Description of the task:
Which lines of the data below include the string "behaviours"? Return each of them.

════════════════

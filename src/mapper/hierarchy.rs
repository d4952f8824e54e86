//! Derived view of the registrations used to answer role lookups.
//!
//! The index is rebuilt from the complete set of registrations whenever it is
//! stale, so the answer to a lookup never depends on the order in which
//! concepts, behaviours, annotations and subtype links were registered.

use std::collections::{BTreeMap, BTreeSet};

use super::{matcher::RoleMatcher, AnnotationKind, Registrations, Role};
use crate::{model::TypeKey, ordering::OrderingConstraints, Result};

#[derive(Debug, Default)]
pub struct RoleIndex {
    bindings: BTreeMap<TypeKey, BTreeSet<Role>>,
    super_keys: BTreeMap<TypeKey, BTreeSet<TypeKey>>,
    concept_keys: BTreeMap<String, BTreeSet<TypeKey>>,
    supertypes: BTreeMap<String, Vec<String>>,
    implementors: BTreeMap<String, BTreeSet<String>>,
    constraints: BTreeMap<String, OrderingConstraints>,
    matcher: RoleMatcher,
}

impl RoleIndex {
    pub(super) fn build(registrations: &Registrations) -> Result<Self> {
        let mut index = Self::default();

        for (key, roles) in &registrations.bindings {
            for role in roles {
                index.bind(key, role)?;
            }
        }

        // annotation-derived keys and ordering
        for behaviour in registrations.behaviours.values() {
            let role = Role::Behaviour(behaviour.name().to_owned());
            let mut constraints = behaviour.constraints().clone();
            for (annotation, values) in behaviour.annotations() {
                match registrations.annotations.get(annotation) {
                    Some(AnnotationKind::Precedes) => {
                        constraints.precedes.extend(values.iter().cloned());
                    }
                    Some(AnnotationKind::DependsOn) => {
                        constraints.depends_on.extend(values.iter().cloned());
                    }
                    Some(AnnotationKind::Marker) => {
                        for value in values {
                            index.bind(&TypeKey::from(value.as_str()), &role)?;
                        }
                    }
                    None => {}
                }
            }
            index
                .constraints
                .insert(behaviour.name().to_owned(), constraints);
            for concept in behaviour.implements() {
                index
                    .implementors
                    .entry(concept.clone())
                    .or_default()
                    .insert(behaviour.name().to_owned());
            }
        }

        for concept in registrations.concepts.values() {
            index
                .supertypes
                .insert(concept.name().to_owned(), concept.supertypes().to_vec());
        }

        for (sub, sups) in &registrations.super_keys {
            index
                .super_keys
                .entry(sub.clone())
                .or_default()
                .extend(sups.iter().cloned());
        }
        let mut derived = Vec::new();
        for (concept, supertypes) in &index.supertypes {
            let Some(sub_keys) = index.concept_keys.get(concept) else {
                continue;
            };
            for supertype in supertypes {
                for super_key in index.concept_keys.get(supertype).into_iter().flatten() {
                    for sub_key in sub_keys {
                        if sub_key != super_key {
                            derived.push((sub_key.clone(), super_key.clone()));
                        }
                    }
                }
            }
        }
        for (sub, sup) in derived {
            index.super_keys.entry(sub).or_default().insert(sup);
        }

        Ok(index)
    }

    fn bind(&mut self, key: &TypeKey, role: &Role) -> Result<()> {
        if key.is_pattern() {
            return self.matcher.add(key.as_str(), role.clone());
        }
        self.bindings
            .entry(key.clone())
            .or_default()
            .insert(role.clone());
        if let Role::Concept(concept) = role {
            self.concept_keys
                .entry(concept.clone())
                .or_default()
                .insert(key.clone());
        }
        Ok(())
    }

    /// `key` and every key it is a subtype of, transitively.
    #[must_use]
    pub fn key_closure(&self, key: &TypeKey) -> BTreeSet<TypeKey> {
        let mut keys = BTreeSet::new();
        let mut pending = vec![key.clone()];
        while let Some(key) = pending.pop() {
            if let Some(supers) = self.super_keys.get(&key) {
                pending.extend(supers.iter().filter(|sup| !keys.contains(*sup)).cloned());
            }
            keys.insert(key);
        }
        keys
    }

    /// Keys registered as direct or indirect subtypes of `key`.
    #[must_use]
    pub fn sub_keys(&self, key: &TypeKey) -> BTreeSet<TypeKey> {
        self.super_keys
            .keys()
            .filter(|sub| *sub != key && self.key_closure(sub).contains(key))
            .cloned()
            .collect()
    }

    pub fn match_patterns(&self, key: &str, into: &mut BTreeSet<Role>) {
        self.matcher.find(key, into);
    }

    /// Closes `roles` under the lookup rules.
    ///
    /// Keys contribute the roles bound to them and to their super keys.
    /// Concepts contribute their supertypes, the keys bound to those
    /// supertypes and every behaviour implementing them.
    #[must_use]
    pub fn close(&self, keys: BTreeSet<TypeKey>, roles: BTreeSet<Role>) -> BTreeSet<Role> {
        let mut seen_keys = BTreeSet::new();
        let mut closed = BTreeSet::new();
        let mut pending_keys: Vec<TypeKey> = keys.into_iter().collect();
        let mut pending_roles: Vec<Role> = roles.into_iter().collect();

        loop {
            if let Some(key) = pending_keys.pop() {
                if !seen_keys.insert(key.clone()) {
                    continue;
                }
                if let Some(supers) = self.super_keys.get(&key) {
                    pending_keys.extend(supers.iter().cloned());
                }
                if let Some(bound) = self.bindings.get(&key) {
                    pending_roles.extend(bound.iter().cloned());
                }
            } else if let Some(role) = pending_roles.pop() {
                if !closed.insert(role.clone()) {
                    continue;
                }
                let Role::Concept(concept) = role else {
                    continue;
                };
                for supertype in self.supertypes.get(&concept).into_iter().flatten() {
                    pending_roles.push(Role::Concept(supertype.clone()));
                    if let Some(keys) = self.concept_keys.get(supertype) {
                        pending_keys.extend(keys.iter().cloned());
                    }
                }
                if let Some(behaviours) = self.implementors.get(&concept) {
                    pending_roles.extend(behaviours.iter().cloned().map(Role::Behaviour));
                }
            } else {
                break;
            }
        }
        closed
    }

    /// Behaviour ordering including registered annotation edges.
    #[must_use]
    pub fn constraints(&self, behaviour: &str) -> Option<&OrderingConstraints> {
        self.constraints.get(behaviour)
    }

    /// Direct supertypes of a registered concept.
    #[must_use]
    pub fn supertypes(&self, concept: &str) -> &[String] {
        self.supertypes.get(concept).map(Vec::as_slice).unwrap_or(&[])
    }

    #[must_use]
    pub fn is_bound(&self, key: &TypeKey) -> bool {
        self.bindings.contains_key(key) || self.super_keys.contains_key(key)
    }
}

════════════════

Your solution:
//! concepts, behaviours, annotations and subtype links were registered.
        for behaviour in registrations.behaviours.values() {
                if let Some(behaviours) = self.implementors.get(&concept) {
                    pending_roles.extend(behaviours.iter().cloned().map(Role::Behaviour));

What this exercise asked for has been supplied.